▶ About this task
Below are the records. State how many of their lines hold the word "Address", and add nothing else.

[Records excerpted from a collection]
//! # Events
//!
//! Every successful state change publishes exactly one event per effect,
//! in the same invocation that applies it:
//!
//! | Topic                              | Data                |
//! |------------------------------------|---------------------|
//! | `("project_registered", project)`  | [`ProjectRegistered`] |
//! | `("funds_received", depositor)`    | [`FundsReceived`]   |
//! | `("project_credited", project)`    | [`ProjectCredited`] |
//! | `("allocation", project)`          | [`Allocation`]      |
//!
//! The off-chain indexer keys on the leading symbol, so these names are part
//! of the public interface.

use soroban_sdk::{contracttype, Address, Env, Symbol};

pub const PROJECT_REGISTERED: &str = "project_registered";
pub const FUNDS_RECEIVED: &str = "funds_received";
pub const PROJECT_CREDITED: &str = "project_credited";
pub const ALLOCATION: &str = "allocation";

#[contracttype]
#[derive(Clone, Debug, Eq, PartialEq)]
pub struct ProjectRegistered {
    pub project_id: Address,
    pub target: i128,
}

#[contracttype]
#[derive(Clone, Debug, Eq, PartialEq)]
pub struct FundsReceived {
    pub depositor: Address,
    pub amount: i128,
}

/// Part of the pool reserve attributed to a project.
#[contracttype]
#[derive(Clone, Debug, Eq, PartialEq)]
pub struct ProjectCredited {
    pub project_id: Address,
    pub amount: i128,
}

#[contracttype]
#[derive(Clone, Debug, Eq, PartialEq)]
pub struct Allocation {
    pub project_id: Address,
    pub amount: i128,
}

pub fn project_registered(env: &Env, project_id: &Address, target: i128) {
    env.events().publish(
        (Symbol::new(env, PROJECT_REGISTERED), project_id.clone()),
        ProjectRegistered {
            project_id: project_id.clone(),
            target,
        },
    );
}

pub fn funds_received(env: &Env, depositor: &Address, amount: i128) {
    env.events().publish(
        (Symbol::new(env, FUNDS_RECEIVED), depositor.clone()),
        FundsReceived {
            depositor: depositor.clone(),
            amount,
        },
    );
}

pub fn project_credited(env: &Env, project_id: &Address, amount: i128) {
    env.events().publish(
        (Symbol::new(env, PROJECT_CREDITED), project_id.clone()),
        ProjectCredited {
            project_id: project_id.clone(),
            amount,
        },
    );
}

pub fn allocation(env: &Env, project_id: &Address, amount: i128) {
    env.events().publish(
        (Symbol::new(env, ALLOCATION), project_id.clone()),
        Allocation {
            project_id: project_id.clone(),
            amount,
        },
    );
}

▶ Your solution
9